WerteUnion fordert inhaltliche Politikwende
Anders als Bundeskanzlerin Angela Merkel, die erst zum Ende der deutschen EU-Ratspräsidentschaft im Dezember des Jahres die Weichen neu stellen will, plädiert Mitsch für die frühestmögliche Durchführung des Übergangs. Dabei soll es auch „eine offene Diskussion und auch Aufarbeitung politischer Fehler in der Vergangenheit“ geben. Derzeit werde die innerparteiliche Demokratie hingegen durch Geschlossenheitsappelle ausgebremst.
Innerhalb der WerteUnion gäbe es sowohl für Friedrich Merz als auch für Jens Spahn als mögliche AKK-Nachfolger zahlreiche Unterstützer.
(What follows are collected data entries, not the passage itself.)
impl ModelSelector {
    pub fn new(spec: SelectSpec) -> Self {
        Self {
            spec,
            min_observations: 5,
        }
    }

    /// Smallest estimation sample that still allows a holdout.
    pub fn with_min_observations(mut self, min_observations: usize) -> Self {
        self.min_observations = min_observations;
        self
    }

    pub fn spec(&self) -> &SelectSpec {
        &self.spec
    }

    /// Rank `candidates` and choose the best.
    ///
    /// Fails only when `candidates` is empty.
    pub fn select(&self, series: &TimeSeries, candidates: &[CandidateModel]) -> Result<SelectionResult> {
        if candidates.is_empty() {
            return Err(ForecastError::InvalidParameter(
                "no candidate to select from".to_string(),
            ));
        }
        let mut notes = Vec::new();

        let excluded = self.season_exclusions(series, candidates, &mut notes);

        let combined = if self.spec.combine {
            self.combine(series, candidates, &excluded, &mut notes)
        } else {
            None
        };

        let n = series.len();
        let mut holdout = self.spec.holdout_for(n).min(n);
        if holdout > 0 && n - holdout < self.min_observations {
            notes.push(Note::note(format!(
                "holdout of {holdout} leaves fewer than {} observations, evaluating in-sample",
                self.min_observations
            )));
            holdout = 0;
        }

        let all: Vec<&CandidateModel> = candidates.iter().chain(combined.as_ref()).collect();
        let mut scores: Vec<CandidateScore> = all
            .iter()
            .enumerate()
            .map(|(index, candidate)| {
                let excluded = excluded.get(index).copied().unwrap_or(false);
                self.score(series, index, candidate, holdout, excluded, &mut notes)
            })
            .collect();

        scores.sort_by(|a, b| {
            a.excluded
                .cmp(&b.excluded)
                .then_with(|| compare_values(a.value, b.value))
                .then_with(|| a.family.cmp(&b.family))
                .then_with(|| a.index.cmp(&b.index))
        });
        let selected = scores.first().map_or(0, |s| s.index);

        if let Some(best) = scores.first() {
            info!(
                group = %series.key(),
                model = %best.label,
                criterion = self.spec.criterion.name(),
                value = best.value,
                "model selected"
            );
        }

        Ok(SelectionResult {
            scores,
            selected,
            combined,
            holdout,
            notes,
        })
    }

    /// Per candidate, whether the season test removes it.
    fn season_exclusions(
        &self,
        series: &TimeSeries,
        candidates: &[CandidateModel],
        notes: &mut Vec<Note>,
    ) -> Vec<bool> {
        let SeasonTest::Significance(alpha) = self.spec.season_test else {
            return vec![false; candidates.len()];
        };
        if is_seasonal(series.values(), series.season_length(), alpha) {
            return vec![false; candidates.len()];
        }

        let excluded: Vec<bool> = candidates.iter().map(|c| c.seasonal).collect();
        if excluded.iter().all(|&e| e) {
            notes.push(Note::note(
                "seasonality is not significant but only seasonal models exist, keeping them",
            ));
            return vec![false; candidates.len()];
        }
        if excluded.iter().any(|&e| e) {
            notes.push(Note::note(
                "seasonality is not significant, seasonal models excluded",
            ));
        }
        excluded
    }

    fn combine(
        &self,
        series: &TimeSeries,
        candidates: &[CandidateModel],
        excluded: &[bool],
        notes: &mut Vec<Note>,
    ) -> Option<CandidateModel> {
        let members: Vec<ModelStructure> = candidates
            .iter()
            .zip(excluded)
            .filter(|(_, e)| !**e)
            .map(|(c, _)| c.structure.clone())
            .collect();
        if members.len() < 2 {
            return None;
        }

        let structure = ModelStructure::Combined(members);
        let fitted = structure.build().and_then(|mut model| {
            model.fit(series)?;
            CandidateModel::from_model(ModelFamily::Combined, structure.clone(), model.as_ref(), series)
        });
        match fitted {
            Ok(candidate) => Some(candidate),
            Err(err) => {
                notes.push(Note::error(&ForecastError::model_fit("COMBINED", &err)));
                None
            }
        }
    }

    fn score(
        &self,
        series: &TimeSeries,
        index: usize,
        candidate: &CandidateModel,
        holdout: usize,
        excluded: bool,
        notes: &mut Vec<Note>,
    ) -> CandidateScore {
        let criterion = self.spec.criterion;
        let forecast = if holdout > 0 {
            match holdout_statistics(series, &candidate.structure, holdout) {
                Ok(stats) => Some(stats),
                Err(err) => {
                    debug!(model = %candidate.label(), error = %err, "holdout evaluation failed");
                    notes.push(Note::error(&ForecastError::model_fit(
                        candidate.label(),
                        &err,
                    )));
                    None
                }
            }
        } else {
            None
        };

        let value = if holdout > 0 && !criterion.is_in_sample_only() {
            forecast.as_ref().and_then(|s| criterion.value(s))
        } else {
            criterion.value(&candidate.fit)
        };

        CandidateScore {
            index,
            label: candidate.label(),
            family: candidate.family,
            criterion,
            value,
            fit: candidate.fit.clone(),
            forecast,
            excluded,
        }
    }
}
Wichtiger als die Personalie sei jedoch die inhaltliche Politikwende.
Diesbezüglich halte man von Stimmen aus der Wirtschaft und dem DGB wenig, die eine Abkehr von der Schwarzen Null und eine Rückkehr zum Keynesianismus in der öffentlichen Investitionspolitik fordern. Die EZB würde eine solche Politik bereits jetzt betreiben und damit einer rasanten Neuverschuldung, der Blasenbildung, der Enteignung von Sparern und einer möglichen Wirtschaftskrise Vorschub leisten.
Auch die Planwirtschaft in der Energiepolitik, die von den Grünen als Partei reicher Eliten forciert werde und auf Kosten der ärmeren Bevölkerungsschichten gehe, müsse ein Ende finden. Zudem müsste der Rechtsstaat nun „klare Kante zeigen gegen Gewalt und Radikalisierung“. Dies geht, so Mitsch, „nur mit einer starken Union“.